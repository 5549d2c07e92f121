//! Secret-backed credentials for external sources
//!
//! The password is read from its Secret and rendered into
//! `primary_conninfo`. Certificates stay on disk: instances mount each
//! referenced Secret under [`SOURCE_SECRETS_MOUNT`], and only the key's
//! presence is checked here.

use std::collections::BTreeMap;

use k8s_openapi::api::core::v1::Secret;
use kube::{Api, Client};

use crate::crd::{ExternalCluster, SecretKeyRef};
use crate::resources::postgres_client::{PostgresClientError, PostgresClientResult};
use crate::topology::SourceCredentials;

/// Directory under which instances mount external source Secrets
pub const SOURCE_SECRETS_MOUNT: &str = "/etc/replica-sources";

/// Path of a secret key as mounted on every instance
pub fn mounted_path(secret_ref: &SecretKeyRef) -> String {
    format!("{}/{}/{}", SOURCE_SECRETS_MOUNT, secret_ref.name, secret_ref.key)
}

/// Every secret an external cluster references, deduplicated
fn referenced_secrets(external: &ExternalCluster) -> Vec<&str> {
    let mut names: Vec<&str> = [
        &external.password,
        &external.ssl_cert,
        &external.ssl_key,
        &external.ssl_root_cert,
    ]
    .into_iter()
    .flatten()
    .map(|r| r.name.as_str())
    .collect();
    names.sort_unstable();
    names.dedup();
    names
}

/// Fetch the referenced secrets and resolve the credentials
pub async fn fetch_source_credentials(
    client: &Client,
    namespace: &str,
    external: &ExternalCluster,
) -> PostgresClientResult<SourceCredentials> {
    let api: Api<Secret> = Api::namespaced(client.clone(), namespace);
    let mut secrets = BTreeMap::new();

    for name in referenced_secrets(external) {
        let secret = api.get(name).await.map_err(|e| match &e {
            kube::Error::Api(api_err) if api_err.code == 404 => {
                PostgresClientError::SecretNotFound(name.to_string())
            }
            _ => PostgresClientError::Kube(e),
        })?;
        secrets.insert(name.to_string(), secret);
    }

    resolve_credentials(external, &secrets)
}

/// Resolve credentials from already fetched secrets, by name
pub fn resolve_credentials(
    external: &ExternalCluster,
    secrets: &BTreeMap<String, Secret>,
) -> PostgresClientResult<SourceCredentials> {
    let password = match &external.password {
        Some(secret_ref) => {
            let bytes = secret_value(secrets, secret_ref)?;
            let password =
                String::from_utf8(bytes).map_err(|_| PostgresClientError::InvalidUtf8)?;
            Some(password)
        }
        None => None,
    };

    let mounted = |secret_ref: &Option<SecretKeyRef>| -> PostgresClientResult<Option<String>> {
        match secret_ref {
            Some(secret_ref) => {
                secret_value(secrets, secret_ref)?;
                Ok(Some(mounted_path(secret_ref)))
            }
            None => Ok(None),
        }
    };

    Ok(SourceCredentials {
        password,
        ssl_cert: mounted(&external.ssl_cert)?,
        ssl_key: mounted(&external.ssl_key)?,
        ssl_root_cert: mounted(&external.ssl_root_cert)?,
    })
}

fn secret_value(
    secrets: &BTreeMap<String, Secret>,
    secret_ref: &SecretKeyRef,
) -> PostgresClientResult<Vec<u8>> {
    let secret = secrets
        .get(&secret_ref.name)
        .ok_or_else(|| PostgresClientError::SecretNotFound(secret_ref.name.clone()))?;

    let from_data = secret
        .data
        .as_ref()
        .and_then(|data| data.get(&secret_ref.key))
        .map(|value| value.0.clone());
    let from_string_data = || {
        secret
            .string_data
            .as_ref()
            .and_then(|data| data.get(&secret_ref.key))
            .map(|value| value.clone().into_bytes())
    };

    from_data.or_else(from_string_data).ok_or_else(|| {
        PostgresClientError::SecretMissingKey(format!("{}/{}", secret_ref.name, secret_ref.key))
    })
}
+---+
**Task prompt:**
All of the entries are to be transcribed exactly.

**Answer to the problem:**
repository 5549d2c07e92f121
//! Secret-backed credentials for external sources
//!
//! The password is read from its Secret and rendered into
//! `primary_conninfo`. Certificates stay on disk: instances mount each
//! referenced Secret under [`SOURCE_SECRETS_MOUNT`], and only the key's
//! presence is checked here.

use std::collections::BTreeMap;

use k8s_openapi::api::core::v1::Secret;
use kube::{Api, Client};

use crate::crd::{ExternalCluster, SecretKeyRef};
use crate::resources::postgres_client::{PostgresClientError, PostgresClientResult};
use crate::topology::SourceCredentials;

/// Directory under which instances mount external source Secrets
pub const SOURCE_SECRETS_MOUNT: &str = "/etc/replica-sources";

/// Path of a secret key as mounted on every instance
pub fn mounted_path(secret_ref: &SecretKeyRef) -> String {
    format!("{}/{}/{}", SOURCE_SECRETS_MOUNT, secret_ref.name, secret_ref.key)
}

/// Every secret an external cluster references, deduplicated
fn referenced_secrets(external: &ExternalCluster) -> Vec<&str> {
    let mut names: Vec<&str> = [
        &external.password,
        &external.ssl_cert,
        &external.ssl_key,
        &external.ssl_root_cert,
    ]
    .into_iter()
    .flatten()
    .map(|r| r.name.as_str())
    .collect();
    names.sort_unstable();
    names.dedup();
    names
}

/// Fetch the referenced secrets and resolve the credentials
pub async fn fetch_source_credentials(
    client: &Client,
    namespace: &str,
    external: &ExternalCluster,
) -> PostgresClientResult<SourceCredentials> {
    let api: Api<Secret> = Api::namespaced(client.clone(), namespace);
    let mut secrets = BTreeMap::new();

    for name in referenced_secrets(external) {
        let secret = api.get(name).await.map_err(|e| match &e {
            kube::Error::Api(api_err) if api_err.code == 404 => {
                PostgresClientError::SecretNotFound(name.to_string())
            }
            _ => PostgresClientError::Kube(e),
        })?;
        secrets.insert(name.to_string(), secret);
    }

    resolve_credentials(external, &secrets)
}

/// Resolve credentials from already fetched secrets, by name
pub fn resolve_credentials(
    external: &ExternalCluster,
    secrets: &BTreeMap<String, Secret>,
) -> PostgresClientResult<SourceCredentials> {
    let password = match &external.password {
        Some(secret_ref) => {
            let bytes = secret_value(secrets, secret_ref)?;
            let password =
                String::from_utf8(bytes).map_err(|_| PostgresClientError::InvalidUtf8)?;
            Some(password)
        }
        None => None,
    };

    let mounted = |secret_ref: &Option<SecretKeyRef>| -> PostgresClientResult<Option<String>> {
        match secret_ref {
            Some(secret_ref) => {
                secret_value(secrets, secret_ref)?;
                Ok(Some(mounted_path(secret_ref)))
            }
            None => Ok(None),
        }
    };

    Ok(SourceCredentials {
        password,
        ssl_cert: mounted(&external.ssl_cert)?,
        ssl_key: mounted(&external.ssl_key)?,
        ssl_root_cert: mounted(&external.ssl_root_cert)?,
    })
}

fn secret_value(
    secrets: &BTreeMap<String, Secret>,
    secret_ref: &SecretKeyRef,
) -> PostgresClientResult<Vec<u8>> {
    let secret = secrets
        .get(&secret_ref.name)
        .ok_or_else(|| PostgresClientError::SecretNotFound(secret_ref.name.clone()))?;

    let from_data = secret
        .data
        .as_ref()
        .and_then(|data| data.get(&secret_ref.key))
        .map(|value| value.0.clone());
    let from_string_data = || {
        secret
            .string_data
            .as_ref()
            .and_then(|data| data.get(&secret_ref.key))
            .map(|value| value.clone().into_bytes())
    };

    from_data.or_else(from_string_data).ok_or_else(|| {
        PostgresClientError::SecretMissingKey(format!("{}/{}", secret_ref.name, secret_ref.key))
    })
}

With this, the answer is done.